Fix bug in new shuffle-based groupby implementation (#11836)

## Description This PR fixes a subtle bug introduced in #11800. While working on the corresponding dask-cuda benchmark for that PR rapidsai/dask-cuda#979, we discovered that non-deterministic column ordering in `_groupby_partition_agg` and `_tree_node_agg` can trigger metadata-enforcement errors in follow-up operations. This PR simply sorts the output column ordering in those functions (so that the column ordering is always deterministic). Note that this bug is difficult to reproduce in a pytest, because it rarely occurs with a smaller number of devices (I need to use a full dgx machine to consistently trigger the error). ## Checklist - [ ] I am familiar with the [Contributing Guidelines](https://github.com/rapidsai/cudf/blob/HEAD/CONTRIBUTING.md). - [ ] New or existing tests cover these changes. - [ ] The documentation is up to date with these changes. Authors: - Richard (Rick) Zamora (https://github.com/rjzamora) Approvers: - GALI PREM SAGAR (https://github.com/galipremsagar) - Ashwin Srinath (https://github.com/shwina)

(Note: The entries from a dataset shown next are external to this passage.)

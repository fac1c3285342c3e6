//! Display-only fallback images and labels
//!
//! Everything here is a pure function of an id. Results are shown when a
//! profile or podcast has no image of its own and are never written back.

use crate::config::PlaceholderConfig;
use crate::models::{Author, Profile, non_empty};

/// Name shown for an author without a profile
pub const UNKNOWN_NAME: &str = "User";

/// Handle shown for an author without a username
pub const UNKNOWN_HANDLE: &str = "@user";

/// Deterministic placeholder generator
#[derive(Debug, Clone, PartialEq, Eq)]
pub struct Placeholders {
    avatar_base: String,
    banner_base: String,
    cover_base: String,
}

impl Default for Placeholders {
    fn default() -> Self {
        Self::new(&PlaceholderConfig::default())
    }
}

impl Placeholders {
    /// Build from configured base URLs
    pub fn new(config: &PlaceholderConfig) -> Self {
        Self {
            avatar_base: config.avatar_base.trim_end_matches('/').to_string(),
            banner_base: config.banner_base.trim_end_matches('/').to_string(),
            cover_base: config.cover_base.trim_end_matches('/').to_string(),
        }
    }

    /// Avatar keyed by account id
    pub fn avatar(&self, id: &str) -> String {
        format!("{}?u={}", self.avatar_base, urlencoding::encode(id))
    }

    /// Profile banner keyed by account id
    pub fn banner(&self, id: &str) -> String {
        format!("{}/{}/800/300", self.banner_base, urlencoding::encode(id))
    }

    /// Podcast cover keyed by podcast id
    pub fn cover(&self, id: &str) -> String {
        format!("{}/{}/800/450", self.cover_base, urlencoding::encode(id))
    }

    /// Avatar URL from a profile, or the placeholder for `id`
    pub fn avatar_or(&self, profile: Option<&Profile>, id: &str) -> String {
        profile
            .and_then(|p| non_empty(p.avatar_url.as_deref()))
            .map_or_else(|| self.avatar(id), str::to_string)
    }

    /// Author display fields. Never empty, whatever is missing.
    pub fn author(&self, profile: Option<&Profile>, author_id: Option<&str>) -> Author {
        Author {
            name: profile
                .and_then(Profile::shown_name)
                .unwrap_or(UNKNOWN_NAME)
                .to_string(),
            handle: profile
                .and_then(Profile::handle)
                .unwrap_or_else(|| UNKNOWN_HANDLE.to_string()),
            avatar: self.avatar_or(profile, author_id.unwrap_or("anonymous")),
        }
    }
}
//! Screen state
//!
//! Each screen owns its content plus a generation counter. Starting a load
//! bumps the generation and hands out a [`LoadToken`]; a result is applied
//! only if its token is still current and the screen is still mounted. The
//! token also remembers the mutation tracker's mark at issue time.

use crate::feed::PostDetail;
use crate::models::{EdgeKind, PodcastFilter, PodcastView, Post, ProfileView};
use crate::optimistic::{MutationTracker, Toggle, Toggleable};
use crate::player::Player;

/// Proof that a load was started for a given screen generation
#[derive(Debug, Clone, Copy, PartialEq, Eq)]
pub struct LoadToken {
    generation: u64,
    mark: u64,
}

impl LoadToken {
    /// Tracker mark when the load was issued
    pub const fn mark(self) -> u64 {
        self.mark
    }
}

/// Content of one screen plus its load bookkeeping
#[derive(Debug, Clone, Default)]
pub struct Screen<T> {
    content: T,
    loading: bool,
    mounted: bool,
    generation: u64,
}

impl<T: Default> Screen<T> {
    /// Unmounted, empty screen
    pub fn new() -> Self {
        Self::default()
    }

    /// Screen became visible
    pub fn mount(&mut self) {
        self.mounted = true;
    }

    /// Screen went away. In-flight loads are invalidated and the content
    /// dropped.
    pub fn unmount(&mut self) {
        self.mounted = false;
        self.loading = false;
        self.generation += 1;
        self.content = T::default();
    }

    /// Start a load, superseding any earlier one. `mark` is the current
    /// [`MutationTracker::mark`].
    pub fn begin_load(&mut self, mark: u64) -> LoadToken {
        self.generation += 1;
        self.loading = true;
        LoadToken {
            generation: self.generation,
            mark,
        }
    }

    /// Apply a load result. Returns false, leaving the screen untouched,
    /// when the result is stale or the screen is gone.
    pub fn finish_load(&mut self, token: LoadToken, content: T) -> bool {
        if !self.mounted || token.generation != self.generation {
            tracing::debug!("Discarding stale screen result");
            return false;
        }
        self.content = content;
        self.loading = false;
        true
    }

    /// Current content
    pub const fn content(&self) -> &T {
        &self.content
    }

    /// Mutable content, for optimistic edits
    pub const fn content_mut(&mut self) -> &mut T {
        &mut self.content
    }

    /// A load is in progress
    pub const fn is_loading(&self) -> bool {
        self.loading
    }

    /// The screen is visible
    pub const fn is_mounted(&self) -> bool {
        self.mounted
    }
}

/// Profile screen content
#[derive(Debug, Clone, Default, PartialEq, Eq)]
pub struct ProfilePage {
    /// Header with follow statistics
    pub view: Option<ProfileView>,
    /// Posts tab
    pub posts: Vec<Post>,
    /// Reposts tab
    pub reposts: Vec<Post>,
    /// Podcasts tab
    pub podcasts: Vec<PodcastView>,
}

/// Everything the presentation layer reads
#[derive(Debug, Default)]
pub struct AppState {
    /// Home feed
    pub home: Screen<Vec<Post>>,
    /// Podcast list
    pub podcasts: Screen<Vec<PodcastView>>,
    /// Active podcast filter
    pub podcast_filter: PodcastFilter,
    /// Profile screen
    pub profile: Screen<ProfilePage>,
    /// Post detail screen
    pub detail: Screen<Option<PostDetail>>,
    /// Optimistic toggles
    pub tracker: MutationTracker,
    /// Now playing
    pub player: Player,
    /// Messages for the viewer, oldest first
    pub notices: Vec<String>,
}

impl AppState {
    /// Fresh state
    pub fn new() -> Self {
        Self::default()
    }

    /// Queue a message for the viewer
    pub fn notify(&mut self, message: impl Into<String>) {
        self.notices.push(message.into());
    }

    /// Take all queued messages
    pub fn drain_notices(&mut self) -> Vec<String> {
        std::mem::take(&mut self.notices)
    }

    /// Current toggle of an entity as shown on any mounted screen
    pub fn find_toggle(&self, kind: EdgeKind, target_id: &str) -> Option<Toggle> {
        fn find<T: Toggleable>(items: &[T], kind: EdgeKind, id: &str) -> Option<Toggle> {
            items
                .iter()
                .find(|i| i.entity_id() == id)
                .and_then(|i| i.toggle(kind))
        }

        let page = self.profile.content();
        let detail = self.detail.content().as_ref().map(|d| std::slice::from_ref(&d.post));
        find(self.home.content(), kind, target_id)
            .or_else(|| find(&page.posts, kind, target_id))
            .or_else(|| find(&page.reposts, kind, target_id))
            .or_else(|| detail.and_then(|d| find(d, kind, target_id)))
            .or_else(|| find(self.podcasts.content(), kind, target_id))
            .or_else(|| find(&page.podcasts, kind, target_id))
            .or_else(|| page.view.as_ref().and_then(|v| find(std::slice::from_ref(v), kind, target_id)))
    }

    /// Show `toggle` for the entity on every screen that lists it
    pub fn apply_toggle(&mut self, kind: EdgeKind, target_id: &str, toggle: Toggle) {
        fn set<T: Toggleable>(items: &mut [T], kind: EdgeKind, id: &str, toggle: Toggle) {
            for item in items.iter_mut().filter(|i| i.entity_id() == id) {
                item.set_toggle(kind, toggle);
            }
        }

        set(self.home.content_mut(), kind, target_id, toggle);
        set(self.podcasts.content_mut(), kind, target_id, toggle);
        let page = self.profile.content_mut();
        set(&mut page.posts, kind, target_id, toggle);
        set(&mut page.reposts, kind, target_id, toggle);
        set(&mut page.podcasts, kind, target_id, toggle);
        if let Some(view) = page.view.as_mut() {
            set(std::slice::from_mut(view), kind, target_id, toggle);
        }
        if let Some(detail) = self.detail.content_mut().as_mut() {
            set(std::slice::from_mut(&mut detail.post), kind, target_id, toggle);
        }
    }
}

#[cfg(test)]
mod tests {
    use super::*;
    use crate::models::Author;
    use chrono::Utc;

    fn post(id: &str, likes: u32) -> Post {
        Post {
            id: id.into(),
            author_id: None,
            author: Author {
                name: "User".into(),
                handle: "@user".into(),
                avatar: String::new(),
            },
            text: String::new(),
            media: None,
            created_at: Some(Utc::now()),
            likes,
            comments: 0,
            reposts: 0,
            liked_by_me: false,
            is_reposted: false,
        }
    }

    #[test]
    fn test_stale_token_is_discarded() {
        let mut screen: Screen<Vec<u32>> = Screen::new();
        screen.mount();
        let first = screen.begin_load(0);
        let second = screen.begin_load(0);

        assert!(screen.finish_load(second, vec![2]));
        assert!(!screen.finish_load(first, vec![1]));
        assert_eq!(screen.content(), &vec![2]);
        assert!(!screen.is_loading());
    }

    #[test]
    fn test_result_after_unmount_is_discarded() {
        let mut screen: Screen<Vec<u32>> = Screen::new();
        screen.mount();
        let token = screen.begin_load(0);
        screen.unmount();

        assert!(!screen.finish_load(token, vec![1]));
        assert!(screen.content().is_empty());

        screen.mount();
        assert!(!screen.finish_load(token, vec![1]));
    }

    #[test]
    fn test_apply_toggle_reaches_every_screen() {
        let mut state = AppState::new();
        state.home.mount();
        let token = state.home.begin_load(0);
        state.home.finish_load(token, vec![post("p1", 3), post("p2", 0)]);
        state.profile.content_mut().posts = vec![post("p1", 3)];

        state.apply_toggle(EdgeKind::Like, "p1", Toggle::new(true, 4));
        assert_eq!(state.home.content()[0].likes, 4);
        assert!(state.home.content()[0].liked_by_me);
        assert_eq!(state.home.content()[1].likes, 0);
        assert_eq!(state.profile.content().posts[0].likes, 4);
        assert_eq!(state.find_toggle(EdgeKind::Like, "p1"), Some(Toggle::new(true, 4)));
        assert_eq!(state.find_toggle(EdgeKind::Like, "zzz"), None);
    }
}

rapidsai · Sep 30, 2022 · 3f9b3fe · 3f9b3fe
1 parent 920b58f
commit 3f9b3fe
Showing 1 changed file with 8 additions and 7 deletions.

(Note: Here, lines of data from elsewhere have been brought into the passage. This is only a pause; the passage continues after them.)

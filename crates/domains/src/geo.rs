//! Great-circle distance and the distance buckets used across chat and
//! selection.

use crate::models::Coordinate;

const EARTH_RADIUS_KM: f64 = 6_371.0088;

/// Haversine distance between two coordinates, in kilometres.
pub fn distance_km(a: Coordinate, b: Coordinate) -> f64 {
    let lat_a = a.latitude.to_radians();
    let lat_b = b.latitude.to_radians();
    let d_lat = (b.latitude - a.latitude).to_radians();
    let d_lon = (b.longitude - a.longitude).to_radians();

    let h = (d_lat / 2.0).sin().powi(2) + lat_a.cos() * lat_b.cos() * (d_lon / 2.0).sin().powi(2);
    2.0 * EARTH_RADIUS_KM * h.sqrt().asin()
}

/// Coarse label attached to selection intents and chat messages.
pub fn distance_category(km: f64) -> &'static str {
    if km < 0.25 {
        "near"
    } else if km < 1.0 {
        "mid"
    } else if km < 5.0 {
        "far"
    } else {
        "very_far"
    }
}
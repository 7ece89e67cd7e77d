//! Business logic for the Castaway core: condition resolution, live
//! snapshot streams, bottle sessions, the spatial index, discovery
//! orchestration, chat, presence, and the creation flow. Adapters for the
//! ports these services consume live in their own crates.

pub mod bottles;
pub mod chat;
pub mod collection;
pub mod creation;
pub mod discovery;
pub mod presence;
pub mod resolver;
pub mod session;
pub mod snapshot;
pub mod spatial;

diff --git a/python/dask_cudf/dask_cudf/groupby.py b/python/dask_cudf/dask_cudf/groupby.py
@@ -492,7 +492,6 @@ def _shuffle_aggregate(
     chunked = ddf.map_partitions(
         chunk,
         meta=chunk(ddf._meta, **chunk_kwargs),
-        enforce_metadata=False,
         token=chunk_name,
         **chunk_kwargs,
     )
@@ -514,7 +513,6 @@ def _shuffle_aggregate(
             .map_partitions(
                 aggregate,
                 meta=aggregate(chunked._meta, **aggregate_kwargs),
-                enforce_metadata=False,
                 **aggregate_kwargs,
             )
         )
@@ -528,7 +526,6 @@ def _shuffle_aggregate(
         ).map_partitions(
             aggregate,
             meta=aggregate(chunked._meta, **aggregate_kwargs),
-            enforce_metadata=False,
             **aggregate_kwargs,
         )
 
@@ -809,8 +806,10 @@ def _groupby_partition_agg(df, gb_cols, aggs, columns, dropna, sort, sep):
     gb = df.groupby(gb_cols, dropna=dropna, as_index=False, sort=sort).agg(
         _agg_dict
     )
-    gb.columns = [_make_name(name, sep=sep) for name in gb.columns]
-    return gb
+    output_columns = [_make_name(name, sep=sep) for name in gb.columns]
+    gb.columns = output_columns
+    # Return with deterministic column ordering
+    return gb[sorted(output_columns)]
 
 
 @_dask_cudf_nvtx_annotate
@@ -841,11 +840,13 @@ def _tree_node_agg(df, gb_cols, dropna, sort, sep):
     )
 
     # Don't include the last aggregation in the column names
-    gb.columns = [
+    output_columns = [
         _make_name(name[:-1] if isinstance(name, tuple) else name, sep=sep)
         for name in gb.columns
     ]
-    return gb
+    gb.columns = output_columns
+    # Return with deterministic column ordering
+    return gb[sorted(output_columns)]
 
 
 @_dask_cudf_nvtx_annotate